::: Data supplied

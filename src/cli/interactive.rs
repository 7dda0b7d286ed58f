use super::convert::{ConvertArgs, RECORD_FLUSH_TIMEOUT, parse_amount};
use super::ui;
use crate::client::{ConverterSession, ConverterState, Phase};
use crate::core::config::AppConfig;
use crate::providers::BackendClient;
use anyhow::Result;
use std::sync::Arc;
use tokio::io::{AsyncBufReadExt, BufReader};

const HELP: &str = "\
Commands:
  amount <n>     set the amount
  from <CODE>    set the source currency (reloads rates)
  to <CODE>      set the target currency
  swap           exchange source and target
  convert, c     convert with the current rates
  list           show the available currencies
  help           show this help
  quit, q        exit";

#[derive(Debug, Clone, PartialEq)]
pub enum Command {
    Amount(f64),
    From(String),
    To(String),
    Swap,
    Convert,
    List,
    Help,
    Quit,
}

pub fn parse_command(line: &str) -> Result<Command, String> {
    let mut parts = line.split_whitespace();
    let Some(keyword) = parts.next() else {
        return Err("Type 'help' for the list of commands".to_string());
    };
    let argument = parts.next();
    if parts.next().is_some() {
        return Err(format!("Too many arguments for '{keyword}'"));
    }

    match (keyword.to_lowercase().as_str(), argument) {
        ("amount", Some(value)) => parse_amount(value).map(Command::Amount),
        ("from", Some(code)) => Ok(Command::From(code.to_uppercase())),
        ("to", Some(code)) => Ok(Command::To(code.to_uppercase())),
        ("amount" | "from" | "to", None) => Err(format!("'{keyword}' needs a value")),
        ("swap", None) => Ok(Command::Swap),
        ("convert" | "c", None) => Ok(Command::Convert),
        ("list", None) => Ok(Command::List),
        ("help" | "?", None) => Ok(Command::Help),
        ("quit" | "q" | "exit", None) => Ok(Command::Quit),
        (_, Some(_)) if ["swap", "convert", "c", "list", "help", "quit", "q"]
            .contains(&keyword.to_lowercase().as_str()) =>
        {
            Err(format!("'{keyword}' takes no value"))
        }
        _ => Err(format!("Unknown command: {keyword}")),
    }
}

/// One-line summary of the current state.
pub fn status_line(state: &ConverterState) -> String {
    let selection = format!("{} {} -> {}", state.amount(), state.from(), state.to());
    let status = match state.phase() {
        Phase::Idle => ui::style_text("idle", ui::StyleType::Subtle),
        Phase::FetchingRates => ui::style_text("loading rates...", ui::StyleType::Subtle),
        Phase::RatesReady | Phase::ResultDisplayed => ui::style_text(
            &format!("{} currencies", state.rates().len()),
            ui::StyleType::Subtle,
        ),
        Phase::Error => ui::style_text(
            state.error().unwrap_or("error"),
            ui::StyleType::Error,
        ),
    };
    format!("[{selection}] {status}")
}

fn apply_command(session: &mut ConverterSession, command: Command) {
    match command {
        Command::Amount(amount) => session.set_amount(amount),
        Command::From(code) => session.select_source(&code),
        Command::To(code) => session.select_target(&code),
        Command::Swap => session.swap(),
        Command::Convert => match session.convert() {
            Some(outcome) => println!(
                "{}",
                ui::style_text(&outcome.to_string(), ui::StyleType::Result)
            ),
            None if session.state().is_fetching() => {
                println!("Rates are still loading");
            }
            None if !session.state().has_source_rates() => println!(
                "{}",
                ui::style_text(
                    &format!("No {} rates loaded", session.state().from()),
                    ui::StyleType::Error
                )
            ),
            None => println!(
                "{}",
                ui::style_text(
                    &format!("No rate for {} in the current table", session.state().to()),
                    ui::StyleType::Error
                )
            ),
        },
        Command::List => println!("{}", session.state().currencies().join(" ")),
        Command::Help => println!("{HELP}"),
        Command::Quit => {}
    }
}

/// Line-oriented front end over a [`ConverterSession`]. Rate fetches are
/// applied as they complete, interleaved with user input.
pub async fn run(config: &AppConfig, args: &ConvertArgs) -> Result<()> {
    let client = Arc::new(BackendClient::new(&config.client.server_url)?);
    let mut session = ConverterSession::new(args.initial_state(config), client.clone(), client);
    let mut lines = BufReader::new(tokio::io::stdin()).lines();

    println!("{}", ui::style_text("Currency Converter", ui::StyleType::Title));
    println!("{HELP}");
    session.start();
    println!("{}", status_line(session.state()));

    loop {
        tokio::select! {
            applied = session.apply_next(), if session.has_pending_fetches() => {
                if applied {
                    println!("{}", status_line(session.state()));
                }
            }
            line = lines.next_line() => {
                let Some(line) = line? else { break };
                match parse_command(&line) {
                    Ok(Command::Quit) => break,
                    Ok(command) => {
                        apply_command(&mut session, command);
                        println!("{}", status_line(session.state()));
                    }
                    Err(message) => println!("{}", ui::style_text(&message, ui::StyleType::Error)),
                }
            }
        }
    }

    session.flush_records(RECORD_FLUSH_TIMEOUT).await;
    Ok(())
}

#[cfg(test)]
mod tests {
    use super::*;

    #[test]
    fn test_parse_commands() {
        assert_eq!(parse_command("amount 12.5"), Ok(Command::Amount(12.5)));
        assert_eq!(parse_command("from eur"), Ok(Command::From("EUR".to_string())));
        assert_eq!(parse_command("  TO gbp "), Ok(Command::To("GBP".to_string())));
        assert_eq!(parse_command("swap"), Ok(Command::Swap));
        assert_eq!(parse_command("c"), Ok(Command::Convert));
        assert_eq!(parse_command("convert"), Ok(Command::Convert));
        assert_eq!(parse_command("list"), Ok(Command::List));
        assert_eq!(parse_command("q"), Ok(Command::Quit));
    }

    #[test]
    fn test_parse_errors() {
        assert!(parse_command("").is_err());
        assert!(parse_command("amount").is_err());
        assert!(parse_command("amount ten").is_err());
        assert!(parse_command("amount inf").is_err());
        assert!(parse_command("swap now").is_err());
        assert!(parse_command("from USD EUR").is_err());
        assert_eq!(
            parse_command("rates"),
            Err("Unknown command: rates".to_string())
        );
    }

    #[test]
    fn test_status_line() {
        console::set_colors_enabled(false);
        let state = ConverterState::new("USD", "INR", 10.0);
        assert_eq!(status_line(&state), "[10 USD -> INR] idle");

        let (state, ticket) = state.load();
        assert_eq!(status_line(&state), "[10 USD -> INR] loading rates...");

        let state = state.rates_failed(&ticket, "Failed to fetch exchange rates. Please try again.");
        assert_eq!(
            status_line(&state),
            "[10 USD -> INR] Failed to fetch exchange rates. Please try again."
        );
    }
}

::::::

▸ Assigned task
There is a run of lines above from the one with "let Some(keyword) = parts.next()" to the one with "Phase::RatesReady | Phase::ResultDisplayed"; print exactly that run, both ends included, and nothing else.

▸ Answer space
    let Some(keyword) = parts.next() else {
        return Err("Type 'help' for the list of commands".to_string());
    };
    let argument = parts.next();
    if parts.next().is_some() {
        return Err(format!("Too many arguments for '{keyword}'"));
    }

    match (keyword.to_lowercase().as_str(), argument) {
        ("amount", Some(value)) => parse_amount(value).map(Command::Amount),
        ("from", Some(code)) => Ok(Command::From(code.to_uppercase())),
        ("to", Some(code)) => Ok(Command::To(code.to_uppercase())),
        ("amount" | "from" | "to", None) => Err(format!("'{keyword}' needs a value")),
        ("swap", None) => Ok(Command::Swap),
        ("convert" | "c", None) => Ok(Command::Convert),
        ("list", None) => Ok(Command::List),
        ("help" | "?", None) => Ok(Command::Help),
        ("quit" | "q" | "exit", None) => Ok(Command::Quit),
        (_, Some(_)) if ["swap", "convert", "c", "list", "help", "quit", "q"]
            .contains(&keyword.to_lowercase().as_str()) =>
        {
            Err(format!("'{keyword}' takes no value"))
        }
        _ => Err(format!("Unknown command: {keyword}")),
    }
}

/// One-line summary of the current state.
pub fn status_line(state: &ConverterState) -> String {
    let selection = format!("{} {} -> {}", state.amount(), state.from(), state.to());
    let status = match state.phase() {
        Phase::Idle => ui::style_text("idle", ui::StyleType::Subtle),
        Phase::FetchingRates => ui::style_text("loading rates...", ui::StyleType::Subtle),
        Phase::RatesReady | Phase::ResultDisplayed => ui::style_text(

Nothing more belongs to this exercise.